[Items listed in a dataset]
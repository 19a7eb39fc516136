use crate::core::LedgerConfig;
use crate::strategy::BatchConfig;
use clap::{Parser, ValueEnum};
use std::path::PathBuf;
use std::time::Duration;

/// Replay point charge/use operations through the ledger
#[derive(Parser, Debug)]
#[command(name = "point-ledger")]
#[command(about = "Replay point charge/use operations through the ledger", long_about = None)]
pub struct CliArgs {
    /// Input CSV file path containing operation records
    #[arg(value_name = "INPUT", help = "Path to the input CSV file")]
    pub input_file: PathBuf,

    /// Processing strategy
    #[arg(
        long = "strategy",
        value_name = "STRATEGY",
        default_value = "concurrent",
        help = "Processing strategy: 'sequential' for file order on one thread or 'concurrent' for per-user parallelism"
    )]
    pub strategy: StrategyType,

    /// Report written to stdout
    #[arg(
        long = "report",
        value_name = "REPORT",
        default_value = "balances",
        help = "Report to print: 'balances' or 'history'"
    )]
    pub report: ReportKind,

    /// Number of operations per batch (concurrent mode only)
    #[arg(
        long = "batch-size",
        value_name = "SIZE",
        help = "Number of operations per batch (default: 1000)"
    )]
    pub batch_size: Option<usize>,

    /// Maximum number of worker threads (concurrent mode only)
    #[arg(
        long = "max-concurrent",
        value_name = "COUNT",
        help = "Maximum number of worker threads (default: CPU cores)"
    )]
    pub worker_threads: Option<usize>,

    /// Upper bound on waiting for a user's lock
    #[arg(
        long = "lock-timeout-ms",
        value_name = "MILLIS",
        help = "Fail an operation that waits longer than this for its user's lock (default: wait indefinitely)"
    )]
    pub lock_timeout_ms: Option<u64>,

    /// Log filter directive
    #[arg(
        long = "log-level",
        value_name = "FILTER",
        default_value = "warn",
        help = "Log filter, e.g. 'info' or 'point_ledger=debug' (RUST_LOG takes precedence)"
    )]
    pub log_level: String,
}

/// Available processing strategies
#[derive(Clone, Debug, PartialEq, Eq, ValueEnum)]
pub enum StrategyType {
    Sequential,
    Concurrent,
}

/// Available reports
#[derive(Clone, Copy, Debug, PartialEq, Eq, ValueEnum)]
pub enum ReportKind {
    Balances,
    History,
}

impl CliArgs {
    /// Create a BatchConfig from CLI arguments
    ///
    /// Missing values fall back to defaults; zero values are replaced by
    /// defaults with a warning (see `BatchConfig::new`).
    pub fn to_batch_config(&self) -> BatchConfig {
        if self.batch_size.is_some() || self.worker_threads.is_some() {
            let default = BatchConfig::default();
            BatchConfig::new(
                self.batch_size.unwrap_or(default.batch_size),
                self.worker_threads
                    .unwrap_or(default.worker_threads),
            )
        } else {
            BatchConfig::default()
        }
    }

    /// Create a LedgerConfig from CLI arguments
    pub fn to_ledger_config(&self) -> LedgerConfig {
        match self.lock_timeout_ms {
            Some(millis) => LedgerConfig::default().with_lock_timeout(Duration::from_millis(millis)),
            None => LedgerConfig::default(),
        }
    }
}
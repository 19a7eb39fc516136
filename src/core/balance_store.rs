//! Thread-safe in-memory balance store
//!
//! `InMemoryBalanceStore` keeps one Balance snapshot per user in a `DashMap`,
//! giving per-call atomicity for a single read or a single write. It provides
//! no cross-call transaction; that is the ledger's job.

use crate::core::traits::BalanceStore;
use crate::types::{Balance, Points, StoreError, UserId};
use async_trait::async_trait;
use dashmap::DashMap;
use std::time::Duration;

/// In-memory balance store
///
/// An optional simulated latency is awaited before every call, which widens
/// the window between a read and the following write. Tests use it to make
/// lost updates observable if callers skip the ledger's per-user lock.
#[derive(Debug, Default)]
pub struct InMemoryBalanceStore {
    /// Latest balance snapshot by user ID
    balances: DashMap<UserId, Balance>,

    /// Delay applied before each call
    latency: Option<Duration>,
}

impl InMemoryBalanceStore {
    /// Create a new empty store with no latency
    pub fn new() -> Self {
        Self {
            balances: DashMap::new(),
            latency: None,
        }
    }

    /// Create a store that sleeps for `latency` before every call
    pub fn with_latency(latency: Duration) -> Self {
        Self {
            balances: DashMap::new(),
            latency: Some(latency),
        }
    }

    /// Number of users with a stored balance
    pub fn len(&self) -> usize {
        self.balances.len()
    }

    pub fn is_empty(&self) -> bool {
        self.balances.is_empty()
    }

    async fn simulate_latency(&self) {
        if let Some(latency) = self.latency {
            tokio::time::sleep(latency).await;
        }
    }
}

#[async_trait]
impl BalanceStore for InMemoryBalanceStore {
    async fn find(&self, user: UserId) -> Result<Balance, StoreError> {
        self.simulate_latency().await;

        // Unseen users get a zero balance, created on first read
        let balance = self
            .balances
            .entry(user)
            .or_insert_with(|| Balance::empty(user))
            .clone();
        Ok(balance)
    }

    async fn save(&self, user: UserId, amount: Points) -> Result<Balance, StoreError> {
        self.simulate_latency().await;

        let balance = Balance::new(user, amount);
        self.balances.insert(user, balance.clone());
        Ok(balance)
    }
}

#[cfg(test)]
mod tests {
    use super::*;
    use std::sync::Arc;

    #[tokio::test]
    async fn test_find_unseen_user_returns_zero() {
        let store = InMemoryBalanceStore::new();

        let balance = store.find(1).await.unwrap();

        assert_eq!(balance.user, 1);
        assert_eq!(balance.amount, 0);
        assert_eq!(store.len(), 1);
    }

    #[tokio::test]
    async fn test_save_then_find() {
        let store = InMemoryBalanceStore::new();

        let saved = store.save(1, 1500).await.unwrap();
        let found = store.find(1).await.unwrap();

        assert_eq!(saved.amount, 1500);
        assert_eq!(found, saved);
    }

    #[tokio::test]
    async fn test_save_overwrites() {
        let store = InMemoryBalanceStore::new();

        store.save(1, 100).await.unwrap();
        store.save(1, 40).await.unwrap();

        assert_eq!(store.find(1).await.unwrap().amount, 40);
        assert_eq!(store.len(), 1);
    }

    #[tokio::test]
    async fn test_users_are_independent() {
        let store = InMemoryBalanceStore::new();

        store.save(1, 100).await.unwrap();
        store.save(2, 200).await.unwrap();

        assert_eq!(store.find(1).await.unwrap().amount, 100);
        assert_eq!(store.find(2).await.unwrap().amount, 200);
        assert_eq!(store.find(3).await.unwrap().amount, 0);
    }

    #[tokio::test(start_paused = true)]
    async fn test_latency_is_applied() {
        let store = InMemoryBalanceStore::with_latency(Duration::from_millis(50));
        let start = tokio::time::Instant::now();

        store.find(1).await.unwrap();
        store.save(1, 10).await.unwrap();

        assert!(start.elapsed() >= Duration::from_millis(100));
    }

    #[tokio::test(flavor = "multi_thread", worker_threads = 4)]
    async fn test_concurrent_saves_different_users() {
        let store = Arc::new(InMemoryBalanceStore::new());
        let mut handles = vec![];

        for user in 0u64..10 {
            let store_clone = Arc::clone(&store);
            handles.push(tokio::spawn(async move {
                store_clone.save(user, (user as Points + 1) * 100).await.unwrap();
            }));
        }

        for handle in handles {
            handle.await.unwrap();
        }

        for user in 0u64..10 {
            let expected = (user as Points + 1) * 100;
            assert_eq!(store.find(user).await.unwrap().amount, expected);
        }
    }
}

** INSTRUCTIONS TO FOLLOW **
Once the line that contains "worker_threads = 4)]" is found, please give it again exactly, along with each line that comes after it, through the last line of the entries.

** RESPONSE TO THIS TASK **
    #[tokio::test(flavor = "multi_thread", worker_threads = 4)]
    async fn test_concurrent_saves_different_users() {
        let store = Arc::new(InMemoryBalanceStore::new());
        let mut handles = vec![];

        for user in 0u64..10 {
            let store_clone = Arc::clone(&store);
            handles.push(tokio::spawn(async move {
                store_clone.save(user, (user as Points + 1) * 100).await.unwrap();
            }));
        }

        for handle in handles {
            handle.await.unwrap();
        }

        for user in 0u64..10 {
            let expected = (user as Points + 1) * 100;
            assert_eq!(store.find(user).await.unwrap().amount, expected);
        }
    }
}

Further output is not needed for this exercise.